ASSIGNMENT:
Give an exact copy of the data that follows.

(Stored data entries)
►

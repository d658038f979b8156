// Copyright 2025 the Understory Authors
// SPDX-License-Identifier: Apache-2.0 OR MIT

//! Public types for the direction tree: node identifiers, layout state, and
//! per-slot neighbor payload.

use core::fmt;
use core::str::FromStr;

use kurbo::Point;

use crate::error::Error;

/// Identifier for a node in the tree (generational).
#[derive(Copy, Clone, Debug, Eq, PartialEq, Hash)]
pub struct NodeId(pub(crate) u32, pub(crate) u32);

impl NodeId {
    pub(crate) const fn new(idx: u32, generation: u32) -> Self {
        Self(idx, generation)
    }

    pub(crate) const fn idx(self) -> usize {
        self.0 as usize
    }
}

/// Commit state of a node.
///
/// Structural changes mark a node [`LayoutState::NeedsCommit`]. An external
/// committer flips nodes back to [`LayoutState::Committed`] once it has
/// consumed them.
#[derive(Copy, Clone, Debug, PartialEq, Eq, Hash, Default)]
pub enum LayoutState {
    /// The node changed since it was last committed.
    #[default]
    NeedsCommit,
    /// The node is up to date.
    Committed,
}

/// How a child is aligned against its parent along the connecting axis.
#[derive(Copy, Clone, Debug, PartialEq, Eq, Hash, Default)]
pub enum Alignment {
    /// No alignment; the child is placed by its own position.
    #[default]
    Unaligned,
    /// Align the child's negative edge.
    Negative,
    /// Center the child.
    Center,
    /// Align the child's positive edge.
    Positive,
}

impl Alignment {
    /// Upper-case name of the mode.
    pub const fn name(self) -> &'static str {
        match self {
            Self::Unaligned => "NULL",
            Self::Negative => "NEGATIVE",
            Self::Center => "CENTER",
            Self::Positive => "POSITIVE",
        }
    }
}

impl fmt::Display for Alignment {
    fn fmt(&self, f: &mut fmt::Formatter<'_>) -> fmt::Result {
        f.write_str(self.name())
    }
}

impl FromStr for Alignment {
    type Err = Error;

    fn from_str(s: &str) -> Result<Self, Error> {
        match s.to_ascii_lowercase().as_str() {
            "n" | "null" | "none" | "unaligned" => Ok(Self::Unaligned),
            "neg" | "negative" => Ok(Self::Negative),
            "c" | "center" => Ok(Self::Center),
            "pos" | "positive" => Ok(Self::Positive),
            _ => Err(Error::BadNodeAlignment),
        }
    }
}

/// Whether a child may overlap its parent along the perpendicular axis.
#[derive(Copy, Clone, Debug, PartialEq, Eq, Hash, Default)]
pub enum AxisOverlap {
    /// Let the layout engine decide.
    #[default]
    Default,
    /// Overlap is permitted.
    Allowed,
    /// Overlap is prevented.
    Prevented,
}

impl AxisOverlap {
    /// Upper-case name of the policy.
    pub const fn name(self) -> &'static str {
        match self {
            Self::Default => "DEFAULT",
            Self::Allowed => "ALLOWED",
            Self::Prevented => "PREVENTED",
        }
    }
}

impl fmt::Display for AxisOverlap {
    fn fmt(&self, f: &mut fmt::Formatter<'_>) -> fmt::Result {
        f.write_str(self.name())
    }
}

impl FromStr for AxisOverlap {
    type Err = Error;

    fn from_str(s: &str) -> Result<Self, Error> {
        match s.to_ascii_lowercase().as_str() {
            "d" | "default" => Ok(Self::Default),
            "a" | "allowed" => Ok(Self::Allowed),
            "p" | "prevented" => Ok(Self::Prevented),
            _ => Err(Error::BadAxisOverlap),
        }
    }
}

/// Payload attached to one neighbor slot of a node.
///
/// Only [`NeighborData::node`] takes part in the tree structure. The rest is
/// carried for the layout engine that consumes this tree.
#[derive(Clone, Debug, PartialEq)]
pub struct NeighborData {
    /// The connected child, if any.
    pub node: Option<NodeId>,
    /// Alignment mode; set to [`Alignment::Unaligned`] on connect when unset.
    pub alignment: Option<Alignment>,
    /// Axis overlap policy.
    pub axis_overlap: AxisOverlap,
    /// Child position relative to the parent.
    pub position: Point,
    /// Distance between the parent and the child along the connecting axis.
    pub separation: f64,
    /// Length of the connecting line.
    pub line_length: f64,
}

impl Default for NeighborData {
    fn default() -> Self {
        Self {
            node: None,
            alignment: None,
            axis_overlap: AxisOverlap::Default,
            position: Point::ZERO,
            separation: 0.0,
            line_length: 0.0,
        }
    }
}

◄

RESULT OF THE TASK:
repository d658038f979b8156
// Copyright 2025 the Understory Authors
// SPDX-License-Identifier: Apache-2.0 OR MIT

//! Public types for the direction tree: node identifiers, layout state, and
//! per-slot neighbor payload.

use core::fmt;
use core::str::FromStr;

use kurbo::Point;

use crate::error::Error;

/// Identifier for a node in the tree (generational).
#[derive(Copy, Clone, Debug, Eq, PartialEq, Hash)]
pub struct NodeId(pub(crate) u32, pub(crate) u32);

impl NodeId {
    pub(crate) const fn new(idx: u32, generation: u32) -> Self {
        Self(idx, generation)
    }

    pub(crate) const fn idx(self) -> usize {
        self.0 as usize
    }
}

/// Commit state of a node.
///
/// Structural changes mark a node [`LayoutState::NeedsCommit`]. An external
/// committer flips nodes back to [`LayoutState::Committed`] once it has
/// consumed them.
#[derive(Copy, Clone, Debug, PartialEq, Eq, Hash, Default)]
pub enum LayoutState {
    /// The node changed since it was last committed.
    #[default]
    NeedsCommit,
    /// The node is up to date.
    Committed,
}

/// How a child is aligned against its parent along the connecting axis.
#[derive(Copy, Clone, Debug, PartialEq, Eq, Hash, Default)]
pub enum Alignment {
    /// No alignment; the child is placed by its own position.
    #[default]
    Unaligned,
    /// Align the child's negative edge.
    Negative,
    /// Center the child.
    Center,
    /// Align the child's positive edge.
    Positive,
}

impl Alignment {
    /// Upper-case name of the mode.
    pub const fn name(self) -> &'static str {
        match self {
            Self::Unaligned => "NULL",
            Self::Negative => "NEGATIVE",
            Self::Center => "CENTER",
            Self::Positive => "POSITIVE",
        }
    }
}

impl fmt::Display for Alignment {
    fn fmt(&self, f: &mut fmt::Formatter<'_>) -> fmt::Result {
        f.write_str(self.name())
    }
}

impl FromStr for Alignment {
    type Err = Error;

    fn from_str(s: &str) -> Result<Self, Error> {
        match s.to_ascii_lowercase().as_str() {
            "n" | "null" | "none" | "unaligned" => Ok(Self::Unaligned),
            "neg" | "negative" => Ok(Self::Negative),
            "c" | "center" => Ok(Self::Center),
            "pos" | "positive" => Ok(Self::Positive),
            _ => Err(Error::BadNodeAlignment),
        }
    }
}

/// Whether a child may overlap its parent along the perpendicular axis.
#[derive(Copy, Clone, Debug, PartialEq, Eq, Hash, Default)]
pub enum AxisOverlap {
    /// Let the layout engine decide.
    #[default]
    Default,
    /// Overlap is permitted.
    Allowed,
    /// Overlap is prevented.
    Prevented,
}

impl AxisOverlap {
    /// Upper-case name of the policy.
    pub const fn name(self) -> &'static str {
        match self {
            Self::Default => "DEFAULT",
            Self::Allowed => "ALLOWED",
            Self::Prevented => "PREVENTED",
        }
    }
}

impl fmt::Display for AxisOverlap {
    fn fmt(&self, f: &mut fmt::Formatter<'_>) -> fmt::Result {
        f.write_str(self.name())
    }
}

impl FromStr for AxisOverlap {
    type Err = Error;

    fn from_str(s: &str) -> Result<Self, Error> {
        match s.to_ascii_lowercase().as_str() {
            "d" | "default" => Ok(Self::Default),
            "a" | "allowed" => Ok(Self::Allowed),
            "p" | "prevented" => Ok(Self::Prevented),
            _ => Err(Error::BadAxisOverlap),
        }
    }
}

/// Payload attached to one neighbor slot of a node.
///
/// Only [`NeighborData::node`] takes part in the tree structure. The rest is
/// carried for the layout engine that consumes this tree.
#[derive(Clone, Debug, PartialEq)]
pub struct NeighborData {
    /// The connected child, if any.
    pub node: Option<NodeId>,
    /// Alignment mode; set to [`Alignment::Unaligned`] on connect when unset.
    pub alignment: Option<Alignment>,
    /// Axis overlap policy.
    pub axis_overlap: AxisOverlap,
    /// Child position relative to the parent.
    pub position: Point,
    /// Distance between the parent and the child along the connecting axis.
    pub separation: f64,
    /// Length of the connecting line.
    pub line_length: f64,
}

impl Default for NeighborData {
    fn default() -> Self {
        Self {
            node: None,
            alignment: None,
            axis_overlap: AxisOverlap::Default,
            position: Point::ZERO,
            separation: 0.0,
            line_length: 0.0,
        }
    }
}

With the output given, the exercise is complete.